The microtubule-binding outer kinetochore is coupled to centromeric chromatin through CENP-C^Mif2, CENP-T^Cnn1, and CENP-U^Ame1 linker pathways originating from the constitutive centromere associated network (CCAN) of the inner kinetochore. Here, we demonstrate the recurrent loss of most CCAN components, including certain kinetochore linkers during the evolution of the fungal phylum of Basidiomycota. By kinetochore interactome analyses in a model basidiomycete and human pathogen Cryptococcus neoformans, a forkhead-associated domain containing protein “bridgin” was identified as a kinetochore component along with other predicted kinetochore proteins.

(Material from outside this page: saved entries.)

use axum::{
    Json, Router,
    extract::{Path, Query, State},
    http::StatusCode,
    routing::{get, post},
};
use uuid::Uuid;

use crate::{
    dto::{
        orders::{CheckoutRequest, OrderList, OrderWithItems},
        payments::PaymentProofRequest,
    },
    error::AppResult,
    middleware::auth::AuthUser,
    models::Order,
    response::ApiResponse,
    routes::params::OrderListQuery,
    services::{order_service, payment_service},
    state::AppState,
};

pub fn router() -> Router<AppState> {
    Router::new()
        .route("/", get(list_orders))
        .route("/checkout", post(checkout))
        .route("/{id}", get(get_order))
        .route("/{id}/payment-proof", post(upload_payment_proof))
        .route("/{id}/cancel", post(cancel_order))
}

#[utoipa::path(
    get,
    path = "/api/orders",
    params(
        ("page" = Option<i64>, Query, description = "Page number, default 1"),
        ("per_page" = Option<i64>, Query, description = "Items per page, default 20"),
        ("status" = Option<String>, Query, description = "Filter by order status"),
        ("payment_status" = Option<String>, Query, description = "Filter by payment status"),
        ("sort_order" = Option<String>, Query, description = "asc or desc")
    ),
    responses(
        (status = 200, description = "Own orders", body = ApiResponse<OrderList>)
    ),
    security(("bearer_auth" = [])),
    tag = "Orders"
)]
pub async fn list_orders(
    State(state): State<AppState>,
    user: AuthUser,
    Query(query): Query<OrderListQuery>,
) -> AppResult<Json<ApiResponse<OrderList>>> {
    let resp = order_service::list_orders(&state, &user, query).await?;
    Ok(Json(resp))
}

#[utoipa::path(
    post,
    path = "/api/orders/checkout",
    request_body = CheckoutRequest,
    responses(
        (status = 201, description = "Order placed from the cart", body = ApiResponse<OrderWithItems>),
        (status = 400, description = "Empty cart, inactive product or insufficient stock")
    ),
    security(("bearer_auth" = [])),
    tag = "Orders"
)]
pub async fn checkout(
    State(state): State<AppState>,
    user: AuthUser,
    Json(payload): Json<CheckoutRequest>,
) -> AppResult<(StatusCode, Json<ApiResponse<OrderWithItems>>)> {
    let resp = order_service::checkout(&state, &user, payload).await?;
    Ok((StatusCode::CREATED, Json(resp)))
}

#[utoipa::path(
    get,
    path = "/api/orders/{id}",
    params(("id" = Uuid, Path, description = "Order ID")),
    responses(
        (status = 200, description = "Order with items", body = ApiResponse<OrderWithItems>),
        (status = 404, description = "Order not found")
    ),
    security(("bearer_auth" = [])),
    tag = "Orders"
)]
pub async fn get_order(
    State(state): State<AppState>,
    user: AuthUser,
    Path(id): Path<Uuid>,
) -> AppResult<Json<ApiResponse<OrderWithItems>>> {
    let resp = order_service::get_order(&state, &user, id).await?;
    Ok(Json(resp))
}

#[utoipa::path(
    post,
    path = "/api/orders/{id}/payment-proof",
    params(("id" = Uuid, Path, description = "Order ID")),
    request_body = PaymentProofRequest,
    responses(
        (status = 200, description = "Proof stored, payment marked PAID", body = ApiResponse<Order>),
        (status = 400, description = "Order does not accept a proof"),
        (status = 404, description = "Order not found")
    ),
    security(("bearer_auth" = [])),
    tag = "Orders"
)]
pub async fn upload_payment_proof(
    State(state): State<AppState>,
    user: AuthUser,
    Path(id): Path<Uuid>,
    Json(payload): Json<PaymentProofRequest>,
) -> AppResult<Json<ApiResponse<Order>>> {
    let resp = payment_service::upload_payment_proof(&state, &user, id, payload).await?;
    Ok(Json(resp))
}

#[utoipa::path(
    post,
    path = "/api/orders/{id}/cancel",
    params(("id" = Uuid, Path, description = "Order ID")),
    responses(
        (status = 200, description = "Order cancelled, stock restored", body = ApiResponse<Order>),
        (status = 400, description = "Order can no longer be cancelled"),
        (status = 404, description = "Order not found")
    ),
    security(("bearer_auth" = [])),
    tag = "Orders"
)]
pub async fn cancel_order(
    State(state): State<AppState>,
    user: AuthUser,
    Path(id): Path<Uuid>,
) -> AppResult<Json<ApiResponse<Order>>> {
    let resp = order_service::cancel_order(&state, &user, id).await?;
    Ok(Json(resp))
}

In vivo and in vitro functional analyses of bridgin reveal its ability to connect the outer kinetochore with centromeric chromatin to ensure accurate chromosome segregation. Unlike established CCAN-based linkers, bridgin is recruited at the outer kinetochore establishing its role as a distinct family of kinetochore proteins. Presence of bridgin homologs in non-fungal lineages suggests an ancient divergent strategy exists to bridge the outer kinetochore with centromeric chromatin.

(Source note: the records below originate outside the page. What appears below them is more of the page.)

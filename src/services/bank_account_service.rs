use chrono::Utc;
use sea_orm::ActiveValue::NotSet;
use sea_orm::{ActiveModelTrait, ColumnTrait, EntityTrait, QueryFilter, QueryOrder, Set};
use uuid::Uuid;

use crate::{
    dto::content::{BankAccountList, CreateBankAccountRequest, UpdateBankAccountRequest},
    entity::bank_accounts::{
        ActiveModel as BankAccountActive, Column as BankAccountCol, Entity as BankAccounts,
    },
    error::{AppError, AppResult},
    middleware::auth::{AuthUser, ensure_admin},
    models::BankAccount,
    response::{ApiResponse, Meta},
    state::AppState,
};

fn required(value: String, field: &str) -> AppResult<String> {
    let value = value.trim().to_string();
    if value.is_empty() {
        return Err(AppError::BadRequest(format!("{field} is required")));
    }
    Ok(value)
}

/// Account numbers are stored digits-only so customers can copy them.
pub fn normalize_account_number(raw: &str) -> AppResult<String> {
    let digits: String = raw.chars().filter(|c| !c.is_whitespace() && *c != '-').collect();
    if digits.is_empty() || !digits.chars().all(|c| c.is_ascii_digit()) {
        return Err(AppError::BadRequest("Invalid account number".into()));
    }
    Ok(digits)
}

async fn list(state: &AppState, active_only: bool) -> AppResult<Vec<BankAccount>> {
    let mut finder = BankAccounts::find();
    if active_only {
        finder = finder.filter(BankAccountCol::IsActive.eq(true));
    }
    Ok(finder
        .order_by_asc(BankAccountCol::BankName)
        .all(&state.orm)
        .await?
        .into_iter()
        .map(BankAccount::from)
        .collect())
}

pub async fn list_active(state: &AppState) -> AppResult<ApiResponse<BankAccountList>> {
    let items = list(state, true).await?;
    Ok(ApiResponse::success("Bank accounts", BankAccountList { items }, None))
}

pub async fn list_all(state: &AppState, user: &AuthUser) -> AppResult<ApiResponse<BankAccountList>> {
    ensure_admin(user)?;
    let items = list(state, false).await?;
    Ok(ApiResponse::success("Bank accounts", BankAccountList { items }, None))
}

pub async fn create_bank_account(
    state: &AppState,
    user: &AuthUser,
    payload: CreateBankAccountRequest,
) -> AppResult<ApiResponse<BankAccount>> {
    ensure_admin(user)?;
    let account = BankAccountActive {
        id: Set(Uuid::new_v4()),
        bank_name: Set(required(payload.bank_name, "bank_name")?),
        account_number: Set(normalize_account_number(&payload.account_number)?),
        account_name: Set(required(payload.account_name, "account_name")?),
        is_active: Set(payload.is_active.unwrap_or(true)),
        created_at: NotSet,
        updated_at: NotSet,
    }
    .insert(&state.orm)
    .await?;

    tracing::info!(bank_account_id = %account.id, "bank account created");
    Ok(ApiResponse::success(
        "Bank account created",
        BankAccount::from(account),
        Some(Meta::empty()),
    ))
}

pub async fn update_bank_account(
    state: &AppState,
    user: &AuthUser,
    id: Uuid,
    payload: UpdateBankAccountRequest,
) -> AppResult<ApiResponse<BankAccount>> {
    ensure_admin(user)?;
    let existing = BankAccounts::find_by_id(id)
        .one(&state.orm)
        .await?
        .ok_or(AppError::NotFound)?;

    let mut active: BankAccountActive = existing.into();
    if let Some(bank_name) = payload.bank_name {
        active.bank_name = Set(required(bank_name, "bank_name")?);
    }
    if let Some(number) = payload.account_number {
        active.account_number = Set(normalize_account_number(&number)?);
    }
    if let Some(account_name) = payload.account_name {
        active.account_name = Set(required(account_name, "account_name")?);
    }
    if let Some(is_active) = payload.is_active {
        active.is_active = Set(is_active);
    }
    active.updated_at = Set(Utc::now().into());
    let account = active.update(&state.orm).await?;

    Ok(ApiResponse::success(
        "Bank account updated",
        BankAccount::from(account),
        Some(Meta::empty()),
    ))
}

pub async fn delete_bank_account(
    state: &AppState,
    user: &AuthUser,
    id: Uuid,
) -> AppResult<ApiResponse<serde_json::Value>> {
    ensure_admin(user)?;
    let result = BankAccounts::delete_by_id(id).exec(&state.orm).await?;
    if result.rows_affected == 0 {
        return Err(AppError::NotFound);
    }
    Ok(ApiResponse::success("Deleted", serde_json::json!({}), Some(Meta::empty())))
}

#[cfg(test)]
mod tests {
    use super::*;

    #[test]
    fn account_numbers_keep_only_digits() {
        assert_eq!(normalize_account_number("123-456 7890").ok(), Some("1234567890".into()));
        assert!(normalize_account_number("12a4").is_err());
        assert!(normalize_account_number(" - ").is_err());
    }
}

The kinetochore is a multi-complex structure that helps attach chromosomes to spindle microtubules, ensuring accurate chromosome segregation during cell division. Kinetochores are thought to be evolutionarily conserved, but which components are conserved is unclear. Here, the authors report that some members of the fungal phylum of Basidomycota lack many conventional kinetochore linker proteins. Instead, they possess a human Ki67-like protein that bridges the outer part of the kinetochore to centromere DNA, which may compensate for the loss of a conventional linker.